▸ **What this task involves**: In the material below, list every line carrying the string "shifted".

■ ■ ■ ■

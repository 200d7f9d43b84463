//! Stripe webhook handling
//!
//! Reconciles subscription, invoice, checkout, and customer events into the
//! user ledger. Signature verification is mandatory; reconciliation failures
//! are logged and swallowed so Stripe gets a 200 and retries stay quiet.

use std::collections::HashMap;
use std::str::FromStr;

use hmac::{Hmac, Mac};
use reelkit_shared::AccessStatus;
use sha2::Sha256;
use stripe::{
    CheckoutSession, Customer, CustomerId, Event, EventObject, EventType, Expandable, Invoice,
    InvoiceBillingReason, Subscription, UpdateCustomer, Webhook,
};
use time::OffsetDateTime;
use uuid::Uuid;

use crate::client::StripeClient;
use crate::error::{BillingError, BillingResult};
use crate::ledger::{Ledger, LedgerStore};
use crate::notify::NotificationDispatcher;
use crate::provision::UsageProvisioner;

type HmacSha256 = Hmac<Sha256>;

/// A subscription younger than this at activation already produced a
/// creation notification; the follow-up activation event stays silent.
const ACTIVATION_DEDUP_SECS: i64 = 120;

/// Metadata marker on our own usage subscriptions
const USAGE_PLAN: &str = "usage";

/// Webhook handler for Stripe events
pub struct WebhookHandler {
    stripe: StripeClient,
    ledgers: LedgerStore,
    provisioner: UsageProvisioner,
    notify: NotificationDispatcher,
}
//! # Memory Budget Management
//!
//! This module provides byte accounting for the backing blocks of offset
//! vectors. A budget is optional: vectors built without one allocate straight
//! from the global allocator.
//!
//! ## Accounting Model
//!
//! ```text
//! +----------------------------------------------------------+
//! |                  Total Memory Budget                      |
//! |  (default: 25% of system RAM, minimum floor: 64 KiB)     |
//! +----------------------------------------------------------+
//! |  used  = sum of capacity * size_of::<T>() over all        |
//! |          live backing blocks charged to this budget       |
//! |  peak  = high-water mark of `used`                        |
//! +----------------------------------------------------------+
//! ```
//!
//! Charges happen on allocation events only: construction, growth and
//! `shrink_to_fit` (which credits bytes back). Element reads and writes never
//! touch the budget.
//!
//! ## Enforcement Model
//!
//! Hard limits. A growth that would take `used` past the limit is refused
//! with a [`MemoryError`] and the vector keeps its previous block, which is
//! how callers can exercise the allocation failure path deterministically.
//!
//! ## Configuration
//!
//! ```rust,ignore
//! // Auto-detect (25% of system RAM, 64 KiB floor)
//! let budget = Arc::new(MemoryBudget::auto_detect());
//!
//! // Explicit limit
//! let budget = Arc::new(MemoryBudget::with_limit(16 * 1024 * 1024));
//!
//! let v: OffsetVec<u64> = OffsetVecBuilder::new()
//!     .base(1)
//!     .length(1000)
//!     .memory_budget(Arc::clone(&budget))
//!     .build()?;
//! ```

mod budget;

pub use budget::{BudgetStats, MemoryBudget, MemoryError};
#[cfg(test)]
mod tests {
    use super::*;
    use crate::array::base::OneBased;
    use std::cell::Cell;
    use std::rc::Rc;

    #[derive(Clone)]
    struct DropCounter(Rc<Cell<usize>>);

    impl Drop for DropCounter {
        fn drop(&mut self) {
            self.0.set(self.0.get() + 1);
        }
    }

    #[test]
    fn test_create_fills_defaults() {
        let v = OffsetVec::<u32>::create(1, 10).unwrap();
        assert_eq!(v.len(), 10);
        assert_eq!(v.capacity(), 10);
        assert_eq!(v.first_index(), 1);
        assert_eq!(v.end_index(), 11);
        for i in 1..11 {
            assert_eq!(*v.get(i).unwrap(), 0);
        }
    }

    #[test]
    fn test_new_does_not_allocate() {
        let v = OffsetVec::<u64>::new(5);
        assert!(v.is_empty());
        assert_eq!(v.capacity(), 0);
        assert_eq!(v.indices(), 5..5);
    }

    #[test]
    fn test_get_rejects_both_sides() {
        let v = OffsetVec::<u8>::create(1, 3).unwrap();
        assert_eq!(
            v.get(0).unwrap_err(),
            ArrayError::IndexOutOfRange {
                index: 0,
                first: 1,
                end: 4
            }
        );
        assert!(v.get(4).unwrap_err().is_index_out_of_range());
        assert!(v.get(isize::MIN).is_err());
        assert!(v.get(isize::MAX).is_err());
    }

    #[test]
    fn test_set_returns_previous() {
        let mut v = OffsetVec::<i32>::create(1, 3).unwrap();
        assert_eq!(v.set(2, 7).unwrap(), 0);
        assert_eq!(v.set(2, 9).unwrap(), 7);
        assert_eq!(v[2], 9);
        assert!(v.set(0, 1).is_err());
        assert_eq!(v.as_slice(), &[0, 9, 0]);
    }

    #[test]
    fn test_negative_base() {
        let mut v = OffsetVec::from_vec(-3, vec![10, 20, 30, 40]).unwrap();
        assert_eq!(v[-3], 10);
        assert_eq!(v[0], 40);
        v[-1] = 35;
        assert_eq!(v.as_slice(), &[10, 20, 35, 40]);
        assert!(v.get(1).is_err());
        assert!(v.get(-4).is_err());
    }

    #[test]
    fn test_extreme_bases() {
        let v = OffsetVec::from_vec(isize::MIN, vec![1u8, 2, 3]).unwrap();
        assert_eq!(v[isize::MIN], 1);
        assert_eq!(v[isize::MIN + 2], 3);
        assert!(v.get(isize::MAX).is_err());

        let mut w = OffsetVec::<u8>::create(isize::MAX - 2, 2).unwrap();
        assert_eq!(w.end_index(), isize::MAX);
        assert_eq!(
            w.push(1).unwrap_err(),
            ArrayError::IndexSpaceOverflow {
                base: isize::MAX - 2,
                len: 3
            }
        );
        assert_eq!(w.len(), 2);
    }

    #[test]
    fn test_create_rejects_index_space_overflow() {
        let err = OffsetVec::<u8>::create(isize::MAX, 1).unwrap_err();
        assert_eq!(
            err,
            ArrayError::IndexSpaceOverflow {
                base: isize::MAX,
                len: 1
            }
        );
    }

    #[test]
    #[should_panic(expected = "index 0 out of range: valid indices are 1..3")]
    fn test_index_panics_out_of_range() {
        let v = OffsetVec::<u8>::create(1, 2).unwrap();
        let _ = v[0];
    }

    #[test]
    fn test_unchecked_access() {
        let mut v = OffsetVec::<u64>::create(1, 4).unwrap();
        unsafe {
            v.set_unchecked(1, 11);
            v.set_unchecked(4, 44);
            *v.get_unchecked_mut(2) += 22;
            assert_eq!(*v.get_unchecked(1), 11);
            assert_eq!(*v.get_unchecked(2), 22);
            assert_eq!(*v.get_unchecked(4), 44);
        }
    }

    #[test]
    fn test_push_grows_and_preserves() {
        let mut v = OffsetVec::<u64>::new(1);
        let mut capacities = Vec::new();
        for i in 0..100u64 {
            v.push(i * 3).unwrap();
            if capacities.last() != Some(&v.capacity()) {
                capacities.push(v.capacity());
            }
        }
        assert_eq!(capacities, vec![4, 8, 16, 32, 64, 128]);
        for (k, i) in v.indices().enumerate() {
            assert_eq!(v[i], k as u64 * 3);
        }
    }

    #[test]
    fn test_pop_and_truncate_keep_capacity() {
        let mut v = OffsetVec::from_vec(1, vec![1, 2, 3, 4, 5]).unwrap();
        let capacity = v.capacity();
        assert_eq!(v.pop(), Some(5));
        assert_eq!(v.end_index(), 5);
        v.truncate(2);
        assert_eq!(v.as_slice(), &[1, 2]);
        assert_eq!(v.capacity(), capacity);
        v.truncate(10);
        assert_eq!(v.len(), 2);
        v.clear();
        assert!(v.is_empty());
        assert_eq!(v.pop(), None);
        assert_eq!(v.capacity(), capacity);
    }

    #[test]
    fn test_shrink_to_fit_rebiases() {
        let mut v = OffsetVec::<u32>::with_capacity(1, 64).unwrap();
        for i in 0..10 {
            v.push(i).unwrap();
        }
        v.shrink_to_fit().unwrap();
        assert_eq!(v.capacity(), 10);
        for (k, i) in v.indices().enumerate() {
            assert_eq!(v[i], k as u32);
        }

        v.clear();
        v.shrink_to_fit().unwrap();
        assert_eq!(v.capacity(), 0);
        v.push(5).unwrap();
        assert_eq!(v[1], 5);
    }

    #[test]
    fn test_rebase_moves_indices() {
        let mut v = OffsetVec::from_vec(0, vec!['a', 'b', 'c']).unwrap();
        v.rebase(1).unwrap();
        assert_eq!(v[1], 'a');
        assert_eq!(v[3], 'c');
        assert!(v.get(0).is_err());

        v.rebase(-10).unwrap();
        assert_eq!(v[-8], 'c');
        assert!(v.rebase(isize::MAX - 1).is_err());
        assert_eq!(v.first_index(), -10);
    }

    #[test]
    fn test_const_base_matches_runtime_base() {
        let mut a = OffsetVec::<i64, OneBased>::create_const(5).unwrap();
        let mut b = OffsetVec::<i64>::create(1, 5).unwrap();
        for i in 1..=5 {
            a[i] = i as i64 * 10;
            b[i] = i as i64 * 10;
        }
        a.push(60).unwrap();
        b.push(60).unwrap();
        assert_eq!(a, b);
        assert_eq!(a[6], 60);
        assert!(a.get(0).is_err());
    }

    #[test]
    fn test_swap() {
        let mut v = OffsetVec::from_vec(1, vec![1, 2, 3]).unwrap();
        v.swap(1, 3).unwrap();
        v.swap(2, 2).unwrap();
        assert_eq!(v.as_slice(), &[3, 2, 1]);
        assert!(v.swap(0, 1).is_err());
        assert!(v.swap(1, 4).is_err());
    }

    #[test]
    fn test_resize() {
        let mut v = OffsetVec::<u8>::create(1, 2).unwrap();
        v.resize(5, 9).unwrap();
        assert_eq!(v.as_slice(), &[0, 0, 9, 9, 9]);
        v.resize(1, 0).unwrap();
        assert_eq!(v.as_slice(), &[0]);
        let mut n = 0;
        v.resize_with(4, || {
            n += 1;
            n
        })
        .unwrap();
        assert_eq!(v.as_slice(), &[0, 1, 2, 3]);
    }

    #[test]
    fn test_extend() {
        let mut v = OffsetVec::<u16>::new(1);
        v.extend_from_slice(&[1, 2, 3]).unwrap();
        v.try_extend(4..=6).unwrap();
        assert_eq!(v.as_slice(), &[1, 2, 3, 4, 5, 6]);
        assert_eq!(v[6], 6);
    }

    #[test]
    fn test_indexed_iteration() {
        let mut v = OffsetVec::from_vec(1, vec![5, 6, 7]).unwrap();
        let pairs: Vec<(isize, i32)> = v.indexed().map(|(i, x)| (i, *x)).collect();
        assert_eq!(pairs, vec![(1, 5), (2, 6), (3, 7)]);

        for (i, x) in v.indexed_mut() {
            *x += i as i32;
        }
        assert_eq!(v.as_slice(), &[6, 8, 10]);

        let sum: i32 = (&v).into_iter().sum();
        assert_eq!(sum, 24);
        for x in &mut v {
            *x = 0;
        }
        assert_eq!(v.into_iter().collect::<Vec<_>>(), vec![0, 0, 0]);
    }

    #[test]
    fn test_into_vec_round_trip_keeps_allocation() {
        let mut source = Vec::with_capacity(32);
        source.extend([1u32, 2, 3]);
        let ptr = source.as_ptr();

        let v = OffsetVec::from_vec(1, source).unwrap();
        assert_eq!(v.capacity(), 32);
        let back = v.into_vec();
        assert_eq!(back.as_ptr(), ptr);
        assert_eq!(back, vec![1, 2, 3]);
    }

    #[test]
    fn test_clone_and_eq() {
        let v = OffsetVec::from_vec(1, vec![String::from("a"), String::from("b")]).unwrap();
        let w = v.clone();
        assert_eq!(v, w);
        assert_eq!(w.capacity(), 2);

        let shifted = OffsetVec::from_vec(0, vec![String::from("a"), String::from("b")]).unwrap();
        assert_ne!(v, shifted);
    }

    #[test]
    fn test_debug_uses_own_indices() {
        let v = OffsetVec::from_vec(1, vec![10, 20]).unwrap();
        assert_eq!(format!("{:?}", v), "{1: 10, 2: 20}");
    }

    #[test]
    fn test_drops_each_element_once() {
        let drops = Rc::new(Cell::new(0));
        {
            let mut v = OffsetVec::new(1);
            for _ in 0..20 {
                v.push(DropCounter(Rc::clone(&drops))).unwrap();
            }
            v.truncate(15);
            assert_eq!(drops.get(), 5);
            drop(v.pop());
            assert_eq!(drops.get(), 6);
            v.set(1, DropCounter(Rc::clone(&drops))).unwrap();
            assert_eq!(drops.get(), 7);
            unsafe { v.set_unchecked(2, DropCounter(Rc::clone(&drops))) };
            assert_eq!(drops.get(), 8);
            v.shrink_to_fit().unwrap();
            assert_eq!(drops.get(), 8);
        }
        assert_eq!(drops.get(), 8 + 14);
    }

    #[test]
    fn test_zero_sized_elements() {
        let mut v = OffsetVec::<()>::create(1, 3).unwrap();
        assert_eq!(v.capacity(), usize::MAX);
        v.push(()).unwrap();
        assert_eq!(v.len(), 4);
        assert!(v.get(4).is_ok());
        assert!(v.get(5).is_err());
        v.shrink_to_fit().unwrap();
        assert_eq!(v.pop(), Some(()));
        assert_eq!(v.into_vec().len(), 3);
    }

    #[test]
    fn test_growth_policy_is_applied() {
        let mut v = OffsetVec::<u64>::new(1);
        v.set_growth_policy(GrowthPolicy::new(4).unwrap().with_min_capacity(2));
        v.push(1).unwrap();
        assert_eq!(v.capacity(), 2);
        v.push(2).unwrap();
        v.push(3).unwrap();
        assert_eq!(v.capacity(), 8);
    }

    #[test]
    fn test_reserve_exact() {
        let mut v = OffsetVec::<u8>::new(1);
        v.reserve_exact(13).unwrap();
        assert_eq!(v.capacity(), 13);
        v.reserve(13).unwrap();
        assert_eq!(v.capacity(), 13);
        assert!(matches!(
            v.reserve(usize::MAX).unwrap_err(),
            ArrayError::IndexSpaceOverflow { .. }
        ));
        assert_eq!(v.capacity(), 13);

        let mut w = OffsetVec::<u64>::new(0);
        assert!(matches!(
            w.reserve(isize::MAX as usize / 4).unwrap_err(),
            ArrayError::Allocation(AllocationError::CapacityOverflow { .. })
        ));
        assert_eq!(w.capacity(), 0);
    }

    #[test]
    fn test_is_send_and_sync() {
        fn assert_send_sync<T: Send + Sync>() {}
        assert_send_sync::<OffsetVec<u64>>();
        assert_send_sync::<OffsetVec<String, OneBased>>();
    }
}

■ ■ ■ ■

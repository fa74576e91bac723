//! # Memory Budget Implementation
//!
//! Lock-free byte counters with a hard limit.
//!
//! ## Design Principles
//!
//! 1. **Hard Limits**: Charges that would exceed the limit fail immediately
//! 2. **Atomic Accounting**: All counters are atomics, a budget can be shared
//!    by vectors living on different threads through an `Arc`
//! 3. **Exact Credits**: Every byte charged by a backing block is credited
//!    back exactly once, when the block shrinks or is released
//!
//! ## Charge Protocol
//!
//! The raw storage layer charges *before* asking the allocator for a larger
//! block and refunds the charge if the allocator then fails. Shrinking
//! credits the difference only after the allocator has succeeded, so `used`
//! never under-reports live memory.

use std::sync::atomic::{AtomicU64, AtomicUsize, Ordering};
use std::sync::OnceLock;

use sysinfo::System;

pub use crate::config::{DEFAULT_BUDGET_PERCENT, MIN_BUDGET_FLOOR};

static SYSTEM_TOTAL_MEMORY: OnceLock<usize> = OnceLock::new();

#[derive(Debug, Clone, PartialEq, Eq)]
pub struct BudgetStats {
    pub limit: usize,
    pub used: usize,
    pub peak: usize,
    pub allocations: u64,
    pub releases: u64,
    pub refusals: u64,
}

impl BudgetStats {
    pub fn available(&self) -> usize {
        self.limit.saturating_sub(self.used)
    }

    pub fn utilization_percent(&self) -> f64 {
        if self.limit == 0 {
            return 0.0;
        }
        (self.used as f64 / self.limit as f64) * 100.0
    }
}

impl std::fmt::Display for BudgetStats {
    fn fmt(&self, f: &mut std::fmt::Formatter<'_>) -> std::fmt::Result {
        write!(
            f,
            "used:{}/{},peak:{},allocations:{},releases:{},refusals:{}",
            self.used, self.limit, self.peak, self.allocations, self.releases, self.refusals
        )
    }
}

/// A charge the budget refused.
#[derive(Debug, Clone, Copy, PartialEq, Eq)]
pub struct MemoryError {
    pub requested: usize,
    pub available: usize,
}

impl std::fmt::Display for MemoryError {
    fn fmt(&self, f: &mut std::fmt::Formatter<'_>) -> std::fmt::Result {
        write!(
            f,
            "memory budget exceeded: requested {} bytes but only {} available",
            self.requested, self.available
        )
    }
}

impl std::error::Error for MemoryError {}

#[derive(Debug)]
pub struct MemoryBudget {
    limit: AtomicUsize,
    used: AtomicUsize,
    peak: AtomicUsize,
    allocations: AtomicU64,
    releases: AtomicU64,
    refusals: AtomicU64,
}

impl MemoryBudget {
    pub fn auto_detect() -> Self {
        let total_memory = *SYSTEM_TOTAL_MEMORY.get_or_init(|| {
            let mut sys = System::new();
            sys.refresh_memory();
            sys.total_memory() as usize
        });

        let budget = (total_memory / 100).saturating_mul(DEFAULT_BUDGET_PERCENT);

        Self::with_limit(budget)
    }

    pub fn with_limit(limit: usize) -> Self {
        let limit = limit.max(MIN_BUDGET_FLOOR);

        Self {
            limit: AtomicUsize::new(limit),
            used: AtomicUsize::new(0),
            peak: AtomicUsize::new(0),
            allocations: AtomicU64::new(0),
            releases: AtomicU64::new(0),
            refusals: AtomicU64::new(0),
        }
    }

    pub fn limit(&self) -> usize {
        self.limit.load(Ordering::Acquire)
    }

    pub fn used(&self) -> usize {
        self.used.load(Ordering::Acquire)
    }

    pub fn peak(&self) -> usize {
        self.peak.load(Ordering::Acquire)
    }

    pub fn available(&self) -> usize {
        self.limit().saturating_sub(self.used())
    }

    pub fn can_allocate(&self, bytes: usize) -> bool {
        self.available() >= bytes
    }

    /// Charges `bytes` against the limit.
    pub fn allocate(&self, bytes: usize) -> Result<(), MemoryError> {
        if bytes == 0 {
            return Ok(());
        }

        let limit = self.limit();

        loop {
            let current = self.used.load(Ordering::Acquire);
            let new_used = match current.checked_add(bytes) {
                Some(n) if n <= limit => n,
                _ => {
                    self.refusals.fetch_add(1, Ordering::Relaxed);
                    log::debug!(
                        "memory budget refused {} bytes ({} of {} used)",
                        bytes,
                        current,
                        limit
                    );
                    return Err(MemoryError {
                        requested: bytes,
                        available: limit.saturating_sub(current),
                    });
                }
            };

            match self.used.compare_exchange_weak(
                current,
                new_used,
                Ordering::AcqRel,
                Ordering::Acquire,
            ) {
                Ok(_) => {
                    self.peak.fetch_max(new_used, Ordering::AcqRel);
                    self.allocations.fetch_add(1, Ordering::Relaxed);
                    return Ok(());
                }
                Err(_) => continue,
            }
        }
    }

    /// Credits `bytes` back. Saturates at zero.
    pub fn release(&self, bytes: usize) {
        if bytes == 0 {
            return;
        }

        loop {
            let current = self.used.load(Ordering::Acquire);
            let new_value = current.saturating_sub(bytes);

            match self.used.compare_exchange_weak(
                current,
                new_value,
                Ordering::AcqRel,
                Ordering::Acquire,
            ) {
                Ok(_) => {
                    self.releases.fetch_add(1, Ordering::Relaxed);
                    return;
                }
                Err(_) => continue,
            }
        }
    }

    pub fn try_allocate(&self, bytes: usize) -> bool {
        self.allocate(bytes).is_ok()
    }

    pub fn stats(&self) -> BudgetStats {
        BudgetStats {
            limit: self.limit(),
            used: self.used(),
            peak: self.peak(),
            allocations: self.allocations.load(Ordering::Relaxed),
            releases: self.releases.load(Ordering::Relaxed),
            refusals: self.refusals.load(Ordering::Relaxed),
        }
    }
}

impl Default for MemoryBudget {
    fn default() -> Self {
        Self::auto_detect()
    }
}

■ ■ ■ ■

▸ **Answer box**:
        let shifted = OffsetVec::from_vec(0, vec![String::from("a"), String::from("b")]).unwrap();
        assert_ne!(v, shifted);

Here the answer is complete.